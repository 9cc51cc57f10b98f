//! Downtime classifier - Main Entry Point
//!
//! Starts the HTTP server by default; `train` and `info` work on local CSV files.

use clap::Parser;
use downtime_classifier::cli::{cmd_info, cmd_serve, cmd_train, Cli, Commands};

#[tokio::main]
async fn main() -> anyhow::Result<()> {
    tracing_subscriber::fmt()
        .with_env_filter(
            tracing_subscriber::EnvFilter::try_from_default_env()
                .unwrap_or_else(|_| "downtime_classifier=info,tower_http=info".into()),
        )
        .init();

    let cli = Cli::parse();

    match cli.command {
        Some(Commands::Train { data, features, target }) => {
            cmd_train(&data, &features, &target)?;
        }
        Some(Commands::Info { data }) => {
            cmd_info(&data)?;
        }
        Some(Commands::Serve { port, host }) => {
            cmd_serve(host, port).await?;
        }
        None => {
            cmd_serve(None, None).await?;
        }
    }

    Ok(())
}
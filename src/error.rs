//! Error types for the downtime classifier

use thiserror::Error;

/// Result type alias for classifier operations
pub type Result<T> = std::result::Result<T, ClassifierError>;

/// Main error type for data preparation, training and inference
#[derive(Error, Debug)]
pub enum ClassifierError {
    #[error("Data error: {0}")]
    DataError(String),

    #[error("Preprocessing error: {0}")]
    PreprocessingError(String),

    #[error("Inference error: {0}")]
    InferenceError(String),

    #[error("IO error: {0}")]
    IoError(#[from] std::io::Error),

    #[error("Serialization error: {0}")]
    SerializationError(String),

    #[error("Invalid shape: expected {expected}, got {actual}")]
    ShapeError { expected: String, actual: String },

    #[error("Column not found: {0}")]
    FeatureNotFound(String),

    #[error("Model not fitted")]
    ModelNotFitted,

    #[error("Validation error: {0}")]
    ValidationError(String),

    #[error("Invalid input: {0}")]
    InvalidInput(String),
}

impl ClassifierError {
    /// Whether the error was caused by the caller's request rather than by
    /// the data or the fitted model.
    pub fn is_client_error(&self) -> bool {
        matches!(
            self,
            ClassifierError::FeatureNotFound(_)
                | ClassifierError::ValidationError(_)
                | ClassifierError::InvalidInput(_)
        )
    }
}

impl From<polars::error::PolarsError> for ClassifierError {
    fn from(err: polars::error::PolarsError) -> Self {
        ClassifierError::DataError(err.to_string())
    }
}

impl From<serde_json::Error> for ClassifierError {
    fn from(err: serde_json::Error) -> Self {
        ClassifierError::SerializationError(err.to_string())
    }
}

impl From<ndarray::ShapeError> for ClassifierError {
    fn from(err: ndarray::ShapeError) -> Self {
        ClassifierError::ShapeError {
            expected: "valid shape".to_string(),
            actual: err.to_string(),
        }
    }
}

#[cfg(test)]
mod tests {
    use super::*;

    #[test]
    fn test_error_display() {
        let err = ClassifierError::FeatureNotFound("speed".to_string());
        assert_eq!(err.to_string(), "Column not found: speed");
    }

    #[test]
    fn test_error_from_io() {
        let io_err = std::io::Error::new(std::io::ErrorKind::NotFound, "file not found");
        let err: ClassifierError = io_err.into();
        assert!(matches!(err, ClassifierError::IoError(_)));
    }

    #[test]
    fn test_client_error_classification() {
        assert!(ClassifierError::ValidationError("x".into()).is_client_error());
        assert!(!ClassifierError::ModelNotFitted.is_client_error());
        assert!(!ClassifierError::ShapeError {
            expected: "3 features".into(),
            actual: "2 features".into(),
        }
        .is_client_error());
    }
}
//! Application state management

use chrono::{DateTime, Utc};
use polars::prelude::*;
use std::sync::Arc;
use tokio::sync::RwLock;

use crate::training::TrainedArtifacts;

use super::ServerConfig;

/// The uploaded dataset
#[derive(Debug, Clone)]
pub struct Dataset {
    pub name: String,
    pub frame: DataFrame,
    pub uploaded_at: DateTime<Utc>,
}

impl Dataset {
    pub fn column_names(&self) -> Vec<String> {
        self.frame
            .get_column_names()
            .iter()
            .map(|s| s.to_string())
            .collect()
    }
}

/// Dataset and trained artifacts for one working session.
///
/// Both slots hold `Arc` snapshots: readers clone the `Arc` and drop the lock,
/// writers swap the whole value, so a reader never sees a half-replaced set.
#[derive(Default)]
pub struct Session {
    dataset: RwLock<Option<Arc<Dataset>>>,
    artifacts: RwLock<Option<Arc<TrainedArtifacts>>>,
}

impl Session {
    pub fn new() -> Self {
        Self::default()
    }

    /// Replace the held dataset
    pub async fn replace_dataset(&self, name: String, frame: DataFrame) -> Arc<Dataset> {
        let dataset = Arc::new(Dataset {
            name,
            frame,
            uploaded_at: Utc::now(),
        });
        *self.dataset.write().await = Some(Arc::clone(&dataset));
        dataset
    }

    pub async fn dataset(&self) -> Option<Arc<Dataset>> {
        self.dataset.read().await.clone()
    }

    /// Swap in a freshly trained artifact set
    pub async fn install_artifacts(&self, artifacts: TrainedArtifacts) -> Arc<TrainedArtifacts> {
        let artifacts = Arc::new(artifacts);
        *self.artifacts.write().await = Some(Arc::clone(&artifacts));
        artifacts
    }

    pub async fn artifacts(&self) -> Option<Arc<TrainedArtifacts>> {
        self.artifacts.read().await.clone()
    }
}

/// Application state shared across handlers
pub struct AppState {
    pub config: ServerConfig,
    pub session: Session,
    pub started_at: DateTime<Utc>,
}

impl AppState {
    pub fn new(config: ServerConfig) -> Self {
        Self {
            config,
            session: Session::new(),
            started_at: Utc::now(),
        }
    }
}
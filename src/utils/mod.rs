//! Utility functions and types

pub mod data_loader;

pub use data_loader::{describe_columns, DataLoader};
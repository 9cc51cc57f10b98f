//! Inference engine implementation

use crate::error::{ClassifierError, Result};
use crate::preprocessing::ClassLabel;
use crate::training::TrainedArtifacts;
use ndarray::Array2;
use serde::{Deserialize, Serialize};
use serde_json::{Map, Value};
use std::sync::Arc;

/// Class code reported as downtime
pub const DOWNTIME_CLASS: usize = 1;

/// Outcome for a single record
#[derive(Debug, Clone, Serialize, Deserialize)]
pub struct Prediction {
    /// Encoded class predicted by the tree
    pub class_code: usize,
    /// Original target label for `class_code`
    pub label: ClassLabel,
    /// Highest class probability for the record
    pub confidence: f64,
    pub probabilities: Vec<f64>,
}

impl Prediction {
    pub fn is_downtime(&self) -> bool {
        self.class_code == DOWNTIME_CLASS
    }

    /// `"Yes"` for the downtime class, `"NO"` otherwise
    pub fn downtime_label(&self) -> &'static str {
        if self.is_downtime() {
            "Yes"
        } else {
            "NO"
        }
    }
}

/// Applies one immutable artifact snapshot to incoming records
#[derive(Debug, Clone)]
pub struct InferenceEngine {
    artifacts: Arc<TrainedArtifacts>,
}

impl InferenceEngine {
    pub fn new(artifacts: Arc<TrainedArtifacts>) -> Self {
        Self { artifacts }
    }

    pub fn artifacts(&self) -> &TrainedArtifacts {
        &self.artifacts
    }

    /// Turn a JSON record into a single feature row.
    ///
    /// Values are taken by training feature name when every name is present,
    /// otherwise positionally in the record's key order.
    pub fn record_to_row(&self, record: &Map<String, Value>) -> Result<Array2<f64>> {
        let names = &self.artifacts.feature_names;
        if record.len() != names.len() {
            return Err(ClassifierError::ShapeError {
                expected: format!("{} features", names.len()),
                actual: format!("{} features", record.len()),
            });
        }

        let values: Vec<(&str, &Value)> = if names.iter().all(|n| record.contains_key(n)) {
            names
                .iter()
                .filter_map(|n| record.get(n).map(|v| (n.as_str(), v)))
                .collect()
        } else {
            record.iter().map(|(k, v)| (k.as_str(), v)).collect()
        };

        let row = values
            .into_iter()
            .map(|(name, value)| value_to_f64(name, value))
            .collect::<Result<Vec<f64>>>()?;

        Ok(Array2::from_shape_vec((1, names.len()), row)?)
    }

    /// Predict a scaled feature matrix
    pub fn predict_array(&self, x: &Array2<f64>) -> Result<Vec<Prediction>> {
        let scaled = self.artifacts.scaler.transform(x)?;
        let model = &self.artifacts.model;

        let classes = model.predict(&scaled)?;
        let proba = model.predict_proba(&scaled)?;
        let labels = self.artifacts.encoder.inverse_transform(&classes.to_vec())?;

        Ok(classes
            .iter()
            .zip(proba.rows())
            .zip(labels)
            .map(|((&code, row), label)| Prediction {
                class_code: code.round() as usize,
                label,
                confidence: row.iter().copied().fold(0.0, f64::max),
                probabilities: row.to_vec(),
            })
            .collect())
    }

    /// Predict a single JSON record
    pub fn predict_record(&self, record: &Map<String, Value>) -> Result<Prediction> {
        let x = self.record_to_row(record)?;
        self.predict_array(&x)?
            .into_iter()
            .next()
            .ok_or_else(|| ClassifierError::InferenceError("no prediction produced".to_string()))
    }
}

fn value_to_f64(name: &str, value: &Value) -> Result<f64> {
    match value {
        Value::Number(n) => n.as_f64().ok_or_else(|| {
            ClassifierError::DataError(format!("feature '{}' is not representable as f64", name))
        }),
        Value::Bool(b) => Ok(if *b { 1.0 } else { 0.0 }),
        Value::String(s) => s.trim().parse::<f64>().map_err(|_| {
            ClassifierError::DataError(format!(
                "feature '{}' could not convert string to float: '{}'",
                name, s
            ))
        }),
        Value::Null => Err(ClassifierError::DataError(format!("feature '{}' is missing", name))),
        _ => Err(ClassifierError::DataError(format!(
            "feature '{}' must be a scalar value",
            name
        ))),
    }
}
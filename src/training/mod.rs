//! Model training module
//!
//! Provides the pieces of a training run:
//! - Decision tree classifier (Gini or entropy)
//! - Seeded train/test splitting
//! - Classification metrics (confusion matrix, accuracy, F1)
//! - The [`TrainEngine`] that wires preprocessing and fitting together

mod config;
mod engine;
pub mod decision_tree;
pub mod metrics;
pub mod split;

pub use config::{TrainingConfig, TreeParams};
pub use decision_tree::{Criterion, DecisionTree, TreeNode};
pub use engine::{TrainEngine, TrainedArtifacts, TrainingOutcome, TrainingReport};
pub use metrics::{ClassificationMetrics, ConfusionMatrix};
pub use split::{SplitData, SplitIndices, TrainTestSplit};
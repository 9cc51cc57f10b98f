//! Label encoding of target classes

use super::is_numeric_dtype;
use crate::error::{ClassifierError, Result};
use ndarray::Array1;
use polars::prelude::*;
use serde::{Deserialize, Serialize};
use std::cmp::Ordering;
use std::fmt;

/// A distinct value of the target column
#[derive(Debug, Clone, PartialEq, Serialize, Deserialize)]
#[serde(untagged)]
pub enum ClassLabel {
    Number(f64),
    Text(String),
}

impl ClassLabel {
    fn compare(&self, other: &Self) -> Ordering {
        match (self, other) {
            (ClassLabel::Number(a), ClassLabel::Number(b)) => a.total_cmp(b),
            (ClassLabel::Text(a), ClassLabel::Text(b)) => a.cmp(b),
            (ClassLabel::Number(_), ClassLabel::Text(_)) => Ordering::Less,
            (ClassLabel::Text(_), ClassLabel::Number(_)) => Ordering::Greater,
        }
    }
}

impl fmt::Display for ClassLabel {
    fn fmt(&self, f: &mut fmt::Formatter<'_>) -> fmt::Result {
        match self {
            ClassLabel::Number(v) => write!(f, "{}", v),
            ClassLabel::Text(s) => write!(f, "{}", s),
        }
    }
}

/// Maps target labels to dense codes `0..K-1` in ascending label order.
#[derive(Debug, Clone, Default, Serialize, Deserialize)]
pub struct LabelEncoder {
    classes: Vec<ClassLabel>,
    is_fitted: bool,
}

impl LabelEncoder {
    /// Create an unfitted encoder
    pub fn new() -> Self {
        Self::default()
    }

    /// Learn the sorted set of distinct labels in `series`
    pub fn fit(&mut self, series: &Series) -> Result<&mut Self> {
        let mut classes = Self::labels(series)?;
        classes.sort_by(|a, b| a.compare(b));
        classes.dedup();

        if classes.is_empty() {
            return Err(ClassifierError::ValidationError(format!(
                "target column '{}' has no values",
                series.name()
            )));
        }

        self.classes = classes;
        self.is_fitted = true;
        Ok(self)
    }

    /// Encode every label of `series`
    pub fn transform(&self, series: &Series) -> Result<Array1<f64>> {
        if !self.is_fitted {
            return Err(ClassifierError::ModelNotFitted);
        }

        Self::labels(series)?
            .iter()
            .map(|label| self.code_of(label).map(|c| c as f64))
            .collect()
    }

    /// Fit and transform in one step
    pub fn fit_transform(&mut self, series: &Series) -> Result<Array1<f64>> {
        self.fit(series)?;
        self.transform(series)
    }

    /// Decode codes back to their labels
    pub fn inverse_transform(&self, codes: &[f64]) -> Result<Vec<ClassLabel>> {
        if !self.is_fitted {
            return Err(ClassifierError::ModelNotFitted);
        }

        codes
            .iter()
            .map(|&code| {
                let idx = code.round();
                if idx < 0.0 || idx as usize >= self.classes.len() {
                    return Err(ClassifierError::InvalidInput(format!(
                        "class code {} out of range 0..{}",
                        code,
                        self.classes.len()
                    )));
                }
                Ok(self.classes[idx as usize].clone())
            })
            .collect()
    }

    pub fn classes(&self) -> &[ClassLabel] {
        &self.classes
    }

    pub fn n_classes(&self) -> usize {
        self.classes.len()
    }

    fn code_of(&self, label: &ClassLabel) -> Result<usize> {
        self.classes
            .binary_search_by(|c| c.compare(label))
            .map_err(|_| ClassifierError::InvalidInput(format!("unseen label: {}", label)))
    }

    fn labels(series: &Series) -> Result<Vec<ClassLabel>> {
        let null_count = series.null_count();
        if null_count > 0 {
            return Err(ClassifierError::DataError(format!(
                "target column '{}' contains {} missing values",
                series.name(),
                null_count
            )));
        }

        if is_numeric_dtype(series.dtype()) {
            let values = series.cast(&DataType::Float64)?;
            Ok(values
                .f64()?
                .into_no_null_iter()
                .map(ClassLabel::Number)
                .collect())
        } else {
            let values = series.cast(&DataType::String)?;
            Ok(values
                .str()?
                .into_no_null_iter()
                .map(|s| ClassLabel::Text(s.to_string()))
                .collect())
        }
    }
}
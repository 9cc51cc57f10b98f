//! Decision tree classifier

use crate::error::{ClassifierError, Result};
use ndarray::{Array1, Array2};
use rand::seq::SliceRandom;
use rand::SeedableRng;
use rand_chacha::ChaCha8Rng;
use rayon::prelude::*;
use serde::{Deserialize, Serialize};

/// Values closer than this are treated as equal when looking for thresholds
const FEATURE_THRESHOLD: f64 = 1e-7;

/// Decision tree node
#[derive(Debug, Clone, Serialize, Deserialize)]
pub enum TreeNode {
    /// Leaf node holding the class distribution of its training samples
    Leaf {
        class_counts: Vec<f64>,
        n_samples: usize,
    },
    /// Internal node with split
    Split {
        feature_idx: usize,
        threshold: f64,
        left: Box<TreeNode>,
        right: Box<TreeNode>,
        n_samples: usize,
        impurity: f64,
    },
}

/// Impurity criterion
#[derive(Debug, Clone, Copy, Serialize, Deserialize, PartialEq)]
pub enum Criterion {
    /// Gini impurity
    Gini,
    /// Shannon entropy
    Entropy,
}

impl Criterion {
    fn impurity(&self, counts: &[f64], n: f64) -> f64 {
        if n <= 0.0 {
            return 0.0;
        }
        match self {
            Criterion::Gini => 1.0 - counts.iter().map(|&c| (c / n).powi(2)).sum::<f64>(),
            Criterion::Entropy => -counts
                .iter()
                .filter(|&&c| c > 0.0)
                .map(|&c| {
                    let p = c / n;
                    p * p.log2()
                })
                .sum::<f64>(),
        }
    }
}

/// Best split found for one feature
struct Candidate {
    rank: usize,
    feature_idx: usize,
    threshold: f64,
    gain: f64,
}

/// Decision tree classifier
#[derive(Debug, Clone, Serialize, Deserialize)]
pub struct DecisionTree {
    root: Option<TreeNode>,
    /// Maximum depth (root is depth 0)
    pub max_depth: Option<usize>,
    /// Minimum samples to split an internal node
    pub min_samples_split: usize,
    /// Minimum samples in each leaf
    pub min_samples_leaf: usize,
    pub criterion: Criterion,
    /// Seed for the order in which features are searched; breaks ties
    /// between equally good splits.
    pub random_state: Option<u64>,
    n_features: usize,
    feature_importances: Option<Array1<f64>>,
    classes: Vec<f64>,
}

impl Default for DecisionTree {
    fn default() -> Self {
        Self::new_classifier()
    }
}

impl DecisionTree {
    /// Create a new classifier tree
    pub fn new_classifier() -> Self {
        Self {
            root: None,
            max_depth: None,
            min_samples_split: 2,
            min_samples_leaf: 1,
            criterion: Criterion::Gini,
            random_state: None,
            n_features: 0,
            feature_importances: None,
            classes: Vec::new(),
        }
    }

    pub fn with_max_depth(mut self, depth: usize) -> Self {
        self.max_depth = Some(depth);
        self
    }

    pub fn with_min_samples_split(mut self, min_samples: usize) -> Self {
        self.min_samples_split = min_samples.max(2);
        self
    }

    pub fn with_min_samples_leaf(mut self, min_samples: usize) -> Self {
        self.min_samples_leaf = min_samples.max(1);
        self
    }

    pub fn with_criterion(mut self, criterion: Criterion) -> Self {
        self.criterion = criterion;
        self
    }

    pub fn with_random_state(mut self, seed: u64) -> Self {
        self.random_state = Some(seed);
        self
    }

    /// Fit the tree to training data
    pub fn fit(&mut self, x: &Array2<f64>, y: &Array1<f64>) -> Result<&mut Self> {
        let n_samples = x.nrows();
        let n_features = x.ncols();

        if n_samples != y.len() {
            return Err(ClassifierError::ShapeError {
                expected: format!("y length = {}", n_samples),
                actual: format!("y length = {}", y.len()),
            });
        }
        if n_samples == 0 {
            return Err(ClassifierError::ValidationError(
                "cannot fit a tree on zero samples".to_string(),
            ));
        }
        if x.iter().any(|v| !v.is_finite()) {
            return Err(ClassifierError::DataError(
                "input contains NaN or infinite values".to_string(),
            ));
        }

        let mut classes: Vec<f64> = y.iter().copied().collect();
        classes.sort_by(|a, b| a.total_cmp(b));
        classes.dedup();

        let y_idx: Vec<usize> = y
            .iter()
            .map(|v| classes.partition_point(|c| c < v))
            .collect();

        let mut feature_order: Vec<usize> = (0..n_features).collect();
        let mut rng = match self.random_state {
            Some(seed) => ChaCha8Rng::seed_from_u64(seed),
            None => ChaCha8Rng::from_entropy(),
        };
        feature_order.shuffle(&mut rng);

        self.n_features = n_features;
        self.classes = classes;

        let mut importances = vec![0.0; n_features];
        let indices: Vec<usize> = (0..n_samples).collect();
        let root = self.build_tree(x, &y_idx, &indices, 0, &feature_order, &mut importances);
        self.root = Some(root);

        let total: f64 = importances.iter().sum();
        if total > 0.0 {
            for imp in &mut importances {
                *imp /= total;
            }
        }
        self.feature_importances = Some(Array1::from_vec(importances));

        Ok(self)
    }

    fn class_counts(&self, y_idx: &[usize], indices: &[usize]) -> Vec<f64> {
        let mut counts = vec![0.0; self.classes.len()];
        for &i in indices {
            counts[y_idx[i]] += 1.0;
        }
        counts
    }

    fn build_tree(
        &self,
        x: &Array2<f64>,
        y_idx: &[usize],
        indices: &[usize],
        depth: usize,
        feature_order: &[usize],
        importances: &mut [f64],
    ) -> TreeNode {
        let n_samples = indices.len();
        let counts = self.class_counts(y_idx, indices);
        let impurity = self.criterion.impurity(&counts, n_samples as f64);

        let should_stop = n_samples < self.min_samples_split
            || n_samples < 2 * self.min_samples_leaf
            || self.max_depth.map_or(false, |d| depth >= d)
            || impurity <= f64::EPSILON;

        if should_stop {
            return TreeNode::Leaf { class_counts: counts, n_samples };
        }

        let Some(best) = self.find_best_split(x, y_idx, indices, &counts, impurity, feature_order)
        else {
            return TreeNode::Leaf { class_counts: counts, n_samples };
        };

        let (left_indices, right_indices): (Vec<usize>, Vec<usize>) = indices
            .iter()
            .partition(|&&i| x[[i, best.feature_idx]] <= best.threshold);

        if left_indices.len() < self.min_samples_leaf || right_indices.len() < self.min_samples_leaf {
            return TreeNode::Leaf { class_counts: counts, n_samples };
        }

        importances[best.feature_idx] += n_samples as f64 * best.gain;

        let left = Box::new(self.build_tree(x, y_idx, &left_indices, depth + 1, feature_order, importances));
        let right = Box::new(self.build_tree(x, y_idx, &right_indices, depth + 1, feature_order, importances));

        TreeNode::Split {
            feature_idx: best.feature_idx,
            threshold: best.threshold,
            left,
            right,
            n_samples,
            impurity,
        }
    }

    fn find_best_split(
        &self,
        x: &Array2<f64>,
        y_idx: &[usize],
        indices: &[usize],
        parent_counts: &[f64],
        parent_impurity: f64,
        feature_order: &[usize],
    ) -> Option<Candidate> {
        let n = indices.len();

        // Each feature is scanned independently; ties resolve to the feature
        // visited first in the seeded order.
        feature_order
            .par_iter()
            .enumerate()
            .filter_map(|(rank, &feature_idx)| {
                let mut sorted = indices.to_vec();
                sorted.sort_by(|&a, &b| x[[a, feature_idx]].total_cmp(&x[[b, feature_idx]]));

                let mut left = vec![0.0; parent_counts.len()];
                let mut right = parent_counts.to_vec();
                let mut best: Option<(f64, f64)> = None;

                for pos in 0..n - 1 {
                    let class = y_idx[sorted[pos]];
                    left[class] += 1.0;
                    right[class] -= 1.0;

                    let current = x[[sorted[pos], feature_idx]];
                    let next = x[[sorted[pos + 1], feature_idx]];
                    if next <= current + FEATURE_THRESHOLD {
                        continue;
                    }

                    let n_left = pos + 1;
                    let n_right = n - n_left;
                    if n_left < self.min_samples_leaf || n_right < self.min_samples_leaf {
                        continue;
                    }

                    let weighted = (n_left as f64 * self.criterion.impurity(&left, n_left as f64)
                        + n_right as f64 * self.criterion.impurity(&right, n_right as f64))
                        / n as f64;
                    let gain = parent_impurity - weighted;

                    if best.map_or(true, |(g, _)| gain > g) {
                        let mut threshold = current / 2.0 + next / 2.0;
                        if threshold >= next || !threshold.is_finite() {
                            threshold = current;
                        }
                        best = Some((gain, threshold));
                    }
                }

                best.filter(|(gain, _)| *gain > 0.0).map(|(gain, threshold)| Candidate {
                    rank,
                    feature_idx,
                    threshold,
                    gain,
                })
            })
            .collect::<Vec<_>>()
            .into_iter()
            .fold(None, |acc: Option<Candidate>, c| match acc {
                Some(a) if a.gain > c.gain || (a.gain == c.gain && a.rank < c.rank) => Some(a),
                _ => Some(c),
            })
    }

    fn leaf_for<'a>(&'a self, sample: &[f64]) -> Result<&'a [f64]> {
        let mut node = self.root.as_ref().ok_or(ClassifierError::ModelNotFitted)?;
        loop {
            match node {
                TreeNode::Leaf { class_counts, .. } => return Ok(class_counts.as_slice()),
                TreeNode::Split { feature_idx, threshold, left, right, .. } => {
                    node = if sample[*feature_idx] <= *threshold {
                        left.as_ref()
                    } else {
                        right.as_ref()
                    };
                }
            }
        }
    }

    fn check_input(&self, x: &Array2<f64>) -> Result<()> {
        if self.root.is_none() {
            return Err(ClassifierError::ModelNotFitted);
        }
        if x.ncols() != self.n_features {
            return Err(ClassifierError::ShapeError {
                expected: format!("{} features", self.n_features),
                actual: format!("{} features", x.ncols()),
            });
        }
        Ok(())
    }

    /// Predict the class of each row
    pub fn predict(&self, x: &Array2<f64>) -> Result<Array1<f64>> {
        self.check_input(x)?;

        let predictions = x
            .rows()
            .into_iter()
            .map(|row| {
                let counts = self.leaf_for(&row.to_vec())?;
                let best = counts
                    .iter()
                    .enumerate()
                    .fold(0, |best, (i, &c)| if c > counts[best] { i } else { best });
                Ok(self.classes[best])
            })
            .collect::<Result<Vec<f64>>>()?;

        Ok(Array1::from_vec(predictions))
    }

    /// Class probabilities per row, columns ordered as [`Self::classes`]
    pub fn predict_proba(&self, x: &Array2<f64>) -> Result<Array2<f64>> {
        self.check_input(x)?;

        let n_classes = self.classes.len();
        let mut out = Array2::zeros((x.nrows(), n_classes));
        for (i, row) in x.rows().into_iter().enumerate() {
            let counts = self.leaf_for(&row.to_vec())?;
            let total: f64 = counts.iter().sum();
            for (j, &c) in counts.iter().enumerate() {
                out[[i, j]] = if total > 0.0 { c / total } else { 0.0 };
            }
        }
        Ok(out)
    }

    /// Class values seen during fit, ascending
    pub fn classes(&self) -> &[f64] {
        &self.classes
    }

    pub fn n_features(&self) -> usize {
        self.n_features
    }

    /// Normalized impurity decrease per feature
    pub fn feature_importances(&self) -> Option<&Array1<f64>> {
        self.feature_importances.as_ref()
    }

    /// Number of split levels below the root
    pub fn get_depth(&self) -> usize {
        fn depth(node: &TreeNode) -> usize {
            match node {
                TreeNode::Leaf { .. } => 0,
                TreeNode::Split { left, right, .. } => 1 + depth(left).max(depth(right)),
            }
        }
        self.root.as_ref().map_or(0, depth)
    }

    pub fn get_n_leaves(&self) -> usize {
        fn leaves(node: &TreeNode) -> usize {
            match node {
                TreeNode::Leaf { .. } => 1,
                TreeNode::Split { left, right, .. } => leaves(left) + leaves(right),
            }
        }
        self.root.as_ref().map_or(0, leaves)
    }
}
//! Feature standardization

use crate::error::{ClassifierError, Result};
use ndarray::{Array1, Array2, Axis};
use serde::{Deserialize, Serialize};

/// Standard scaler: (x - mean) / std, per column.
///
/// Uses the population standard deviation. Constant columns keep a scale of
/// 1 so they transform to zero instead of NaN.
#[derive(Debug, Clone, Default, Serialize, Deserialize)]
pub struct StandardScaler {
    mean: Option<Array1<f64>>,
    scale: Option<Array1<f64>>,
}

impl StandardScaler {
    /// Create an unfitted scaler
    pub fn new() -> Self {
        Self::default()
    }

    /// Fit the scaler to the columns of `x`
    pub fn fit(&mut self, x: &Array2<f64>) -> Result<&mut Self> {
        if x.nrows() == 0 {
            return Err(ClassifierError::ValidationError(
                "cannot fit a scaler on zero rows".to_string(),
            ));
        }

        let mean = x
            .mean_axis(Axis(0))
            .ok_or_else(|| ClassifierError::PreprocessingError("empty input".to_string()))?;
        let scale = x
            .std_axis(Axis(0), 0.0)
            .mapv(|s| if s == 0.0 || !s.is_finite() { 1.0 } else { s });

        self.mean = Some(mean);
        self.scale = Some(scale);
        Ok(self)
    }

    /// Apply the fitted transform
    pub fn transform(&self, x: &Array2<f64>) -> Result<Array2<f64>> {
        let (mean, scale) = self.params()?;
        self.check_width(x)?;
        Ok((x - mean) / scale)
    }

    /// Fit and transform in one step
    pub fn fit_transform(&mut self, x: &Array2<f64>) -> Result<Array2<f64>> {
        self.fit(x)?;
        self.transform(x)
    }

    /// Undo the fitted transform
    pub fn inverse_transform(&self, x: &Array2<f64>) -> Result<Array2<f64>> {
        let (mean, scale) = self.params()?;
        self.check_width(x)?;
        Ok(x * scale + mean)
    }

    /// Number of features seen during fit
    pub fn n_features(&self) -> Option<usize> {
        self.mean.as_ref().map(|m| m.len())
    }

    pub fn mean(&self) -> Option<&Array1<f64>> {
        self.mean.as_ref()
    }

    pub fn scale(&self) -> Option<&Array1<f64>> {
        self.scale.as_ref()
    }

    fn params(&self) -> Result<(&Array1<f64>, &Array1<f64>)> {
        match (&self.mean, &self.scale) {
            (Some(mean), Some(scale)) => Ok((mean, scale)),
            _ => Err(ClassifierError::ModelNotFitted),
        }
    }

    fn check_width(&self, x: &Array2<f64>) -> Result<()> {
        let expected = self.n_features().unwrap_or(0);
        if x.ncols() != expected {
            return Err(ClassifierError::ShapeError {
                expected: format!("{} features", expected),
                actual: format!("{} features", x.ncols()),
            });
        }
        Ok(())
    }
}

- **Task details**
Print, exactly as written, the first line of the records above and each line after it until the line with "async fn main()", which is printed too.

- **Answer below**
repository 9cc51cc57f10b98f
//! Downtime classifier - Main Entry Point
//!
//! Starts the HTTP server by default; `train` and `info` work on local CSV files.

use clap::Parser;
use downtime_classifier::cli::{cmd_info, cmd_serve, cmd_train, Cli, Commands};

#[tokio::main]
async fn main() -> anyhow::Result<()> {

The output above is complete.